Balsa, fiberglass and other stiffer building materials will make a stiffer more accurate flying plane if built properly. There isn't anything particularly wrong with a foamy plane but they do give more which makes them feel a little floppy or wiggly in the air.

Take your time while building your F6F... it will pay off in the end with a much nicer flying model. You'll likely find you end up with a sense of pride in having made the plane yourself which just enrichens the hobby. Of course, like the foamies out there, there are also ARF and RTF ( almost ready to fly and ready to fly ) models available in balsa and fiberglass etc.

When you are flying, you may find an issue when the plane is flying back towards you because your left/right controls will seem backwards. If so, turn your back towards the model and look over one shoulder or the other back at it. That will keep the stick movements in coordination with the airplanes movements. Over time, you can slowly turn back towards the plane once your muscle memory is in place. PS... the same is true when flying inverted when your up on the sticks is actually down for the model. I don't recommend standing on your head for that one to counter it, just remain aware of it... lol.
 

QuentinFr

New Member
Welcome to the forum...

What we recommend most before you start flying anything... foamy, balsa or whatever... Is to get a decent flight sim such as Real Flight or other and practice there before you start committing to a real physical vehicle. The savings on repairs will more than pay for whatever flight sim you go with.
Thank you all for your warm welcome :)

I got the AeroFly RC 8 simulator and I am currently waiting for my radio to arrive to start. What do you think about this software?

The Hellcat is a scale 1:16 (wing span 32 3/4) and I really enjoy assembling all these little pieces :) And I believe that it is compulsory to be super cautious. I already had disassemble some parts just because it wasn't perfectly positionned.

"In fact, larger planes not only handle wind better, they also fly more stable in general and are a little easier for beginners to control because they aren't as twitchy as smaller models." is a great advice. The Sky Surfer x8 that I have is 55 inch, do you think it is appropriate?

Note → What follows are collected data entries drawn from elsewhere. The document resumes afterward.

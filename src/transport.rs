//! C9's rank-to-rank collaborator: gathers every rank's local top-n results
//! at rank 0. Grounded in `original_source/include/fiuncho/MPIEngine.h`,
//! which performs a two-phase `MPI_Gather` (lengths) + `MPI_Gatherv`
//! (payloads) using the wire format in [`crate::wire`].

use crate::error::CoreError;
use crate::result::SearchResult;
use crate::wire::{decode_results, encode_results};

/// Abstracts the distributed gather so the rank orchestrator (C9) can be
/// exercised without an MPI installation, and so a real `mpi`-backed
/// transport can be swapped in behind the `mpi` feature.
pub trait RankTransport {
    /// This process's rank, in `0..world_size()`.
    fn rank(&self) -> usize;

    /// Total number of ranks participating in the run.
    fn world_size(&self) -> usize;

    /// Gathers every rank's local results at rank 0. Non-root ranks receive
    /// `None`; rank 0 receives `Some` with one entry per rank, in rank order
    /// (including its own, at index 0).
    fn gather(&self, local: &[SearchResult]) -> Result<Option<Vec<Vec<SearchResult>>>, CoreError>;
}

/// The default, single-process transport: `world_size() == 1`, and
/// `gather` simply hands back the local results unchanged. Lets the whole
/// pipeline run without an MPI installation.
#[derive(Debug, Default, Clone, Copy)]
pub struct SingleRankTransport;

impl RankTransport for SingleRankTransport {
    fn rank(&self) -> usize {
        0
    }

    fn world_size(&self) -> usize {
        1
    }

    fn gather(&self, local: &[SearchResult]) -> Result<Option<Vec<Vec<SearchResult>>>, CoreError> {
        Ok(Some(vec![local.to_vec()]))
    }
}

#[cfg(feature = "mpi")]
pub use self::mpi_transport::MpiTransport;

#[cfg(feature = "mpi")]
mod mpi_transport {
    use super::*;
    use mpi::collective::CommunicatorCollectives;
    use mpi::topology::Communicator;

    /// A real multi-process transport built on `mpi` (rsmpi), reproducing
    /// the original's two-phase gather: first each rank's encoded payload
    /// length, then (via `Gatherv`) the payloads themselves.
    pub struct MpiTransport {
        world: mpi::topology::SystemCommunicator,
    }

    impl MpiTransport {
        pub fn new(world: mpi::topology::SystemCommunicator) -> Self {
            MpiTransport { world }
        }
    }

    impl RankTransport for MpiTransport {
        fn rank(&self) -> usize {
            self.world.rank() as usize
        }

        fn world_size(&self) -> usize {
            self.world.size() as usize
        }

        fn gather(
            &self,
            local: &[SearchResult],
        ) -> Result<Option<Vec<Vec<SearchResult>>>, CoreError> {
            let root_process = self.world.process_at_rank(0);
            let payload = encode_results(local);
            let my_len = payload.len() as i32;

            if self.rank() == 0 {
                let world_size = self.world_size();
                let mut lengths = vec![0i32; world_size];
                root_process.gather_into_root(&my_len, &mut lengths);

                let total: i32 = lengths.iter().sum();
                let displs: Vec<i32> = lengths
                    .iter()
                    .scan(0i32, |acc, &len| {
                        let d = *acc;
                        *acc += len;
                        Some(d)
                    })
                    .collect();
                let mut buf = vec![0u8; total as usize];
                {
                    let mut partition =
                        mpi::datatype::PartitionMut::new(&mut buf, lengths.clone(), &displs[..]);
                    root_process.gather_varcount_into_root(&payload[..], &mut partition);
                }

                let mut out = Vec::with_capacity(world_size);
                for (len, displ) in lengths.iter().zip(displs.iter()) {
                    let slice = &buf[*displ as usize..(*displ + *len) as usize];
                    out.push(
                        decode_results(slice)
                            .map_err(|e| CoreError::Transport(e.to_string()))?,
                    );
                }
                Ok(Some(out))
            } else {
                root_process.gather_into(&my_len);
                root_process.gather_varcount_into(&payload[..]);
                Ok(None)
            }
        }
    }
}
use super::Kernel;

pub struct ScalarKernel;

impl Kernel for ScalarKernel {
    fn and_into(&self, a: &[u64], b: &[u64], out: &mut [u64]) {
        let n = a.len().min(b.len());
        for i in 0..n {
            out[i] = a[i] & b[i];
        }
    }

    fn and_popcount(&self, a: &[u64], b: &[u64]) -> u64 {
        let n = a.len().min(b.len());
        let mut acc = 0u64;
        for i in 0..n {
            acc += (a[i] & b[i]).count_ones() as u64;
        }
        acc
    }
}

Thank you again and a lot for all these great advice :)
 

RandyDSok

Well-Known Member
I haven't tried the AeroFly software... perhaps someone else here may have.

The size of the Sky Surfer is certainly appropriate... I'm uncertain of it's build quality or flight characteristics so can't say much here either. The style it's designed off of has a lot of good reviews, so if it's engineered properly, it will likely be a decent flyer to start with.

About whatever radio you have coming or will have later. Set it up in the same stick mode that is most commonly used in the area you are in. In the USA it's mode 2 and a lot of Europe flies using mode 1. This way, if you find others to fly with, it will help with any instructions you may get from them... not to mention if you fly their aircraft or they get to fly yours. When practicing on the sim... just do a lot of take offs and landing... do it so much that you get completely bored with it and then do it more. You can also play around doing other stuff, but when beginning the take offs and landings are where you'll need the most practice actually flying.

My first plane was a 58" P-51D Mustang ( terrible beginners plane ) and then after a while I ended up with a hangerful between 40" to 51" all made from balsa. The 40" Edge I own is nice in that I didn't have to take it apart to transport but wasn't the best if we had any wind to contend with. I think my favorite was a cross between a pattern and 3D flyer called a Vyper that was around 47", until an aileron failed in air and it spun into the ground spectacularly. I also have a relatively tame 3D flyer that is a 48" Extra that is what I flew the most, I actually crashed two times and rebuilt each time. I wish they still made that one, it would be a good one for almost anyone. My bigger one that I'd just got before I stopped flying ( a long story about budget vs the situations surrounding flying here ) is a 51" Slick that I only got a few flights out of.

Sorry about the reminiscing.... the idea was to give you an indication that I think something in the 4 foot wingspan range is a good one for both flight and transport reasons.